Seit Beginn des neuen Ausbruchs gebe es mindestens 500 Verdachtsfälle und 130 mutmaßliche Todesfälle, sagte WHO-Generaldirektor Tedros Adhanom Ghebreyesus am Dienstag in Genf. Hinzu kämen 30 bestätigte Infektionen in der Provinz Ituri und eine bestätigte Erkrankung sowie einen Todesfall in der ugandischen Hauptstadt Kampala.
Ruanda schloss bereits seine Grenzen zum Kongo, um ein Übergreifen des Virus zu verhindern.
Gesundheitliche Notlage ausgerufen
Die WHO hatte wegen der Ausbreitung des Virus, für dessen aktuelle Bundibugyo-Variante es keine zugelassenen Impfstoffe gibt, bereits eine gesundheitliche Notlage ausgerufen.

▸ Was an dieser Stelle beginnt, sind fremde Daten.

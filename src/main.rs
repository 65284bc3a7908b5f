#![allow(non_snake_case)]

use dioxus::prelude::*;
use tracing::Level;

use darkmode::{browser, toggle::ThemeToggle};

const PAGES: &[(&str, &str)] = &[("Home", "/"), ("Sitemap", "/sitemap"), ("Admin", "/admin")];

fn main() {
    console_error_panic_hook::set_once();

    dioxus_logger::init(Level::INFO).expect("logger failed to init");

    launch(App);
}

#[component]
fn App() -> Element {
    use_effect(move || {
        browser::ready();
    });

    rsx! {
        nav { class: "navbar navbar-expand",
            span { class: "navbar-brand", "markdown" }
            div { class: "dropdown",
                button { class: "btn dropdown-toggle", "Pages" }
                ul { class: "dropdown-menu",
                    for (name , href) in PAGES.iter() {
                        li { key: "{href}",
                            a { class: "dropdown-item", href: "{href}", "{name}" }
                        }
                    }
                }
            }
            ThemeToggle {}
        }
        main { class: "container",
            h1 { "Folder overview" }
            table { class: "table",
                thead {
                    tr {
                        th { "Page" }
                        th { "Path" }
                    }
                }
                tbody {
                    for (name , href) in PAGES.iter() {
                        tr { key: "{href}",
                            td { "{name}" }
                            td { "{href}" }
                        }
                    }
                }
            }
        }
    }
}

Am Dienstag soll eine Expertengruppe unter Leitung der WHO über mögliche Impfstoffe beraten. Auf der Agenda steht unter anderem das vom US-Pharmakonzern Merck hergestellte Vakzin Ervebo. Dieses ist eigentlich für die Zaire-Variante zugelassen, hat jedoch in Tierversuchen eine gewisse Schutzwirkung gegen den Bundibugyo-Erreger gezeigt.
Ebola ist eine seltene und lebensbedrohliche Infektionskrankheit. Die Sterblichkeitsrate liegt bei bis zu 40 Prozent.
USA fliegt Erkrankte nach Deutschland
Ein infizierter Missionar aus den USA soll zur Behandlung nach Deutschland ausgeflogen werden. Auch sechs weitere Personen, die dem Virus ausgesetzt waren, werden laut US-Gesundheitsbehörde CDC dorthin transportiert.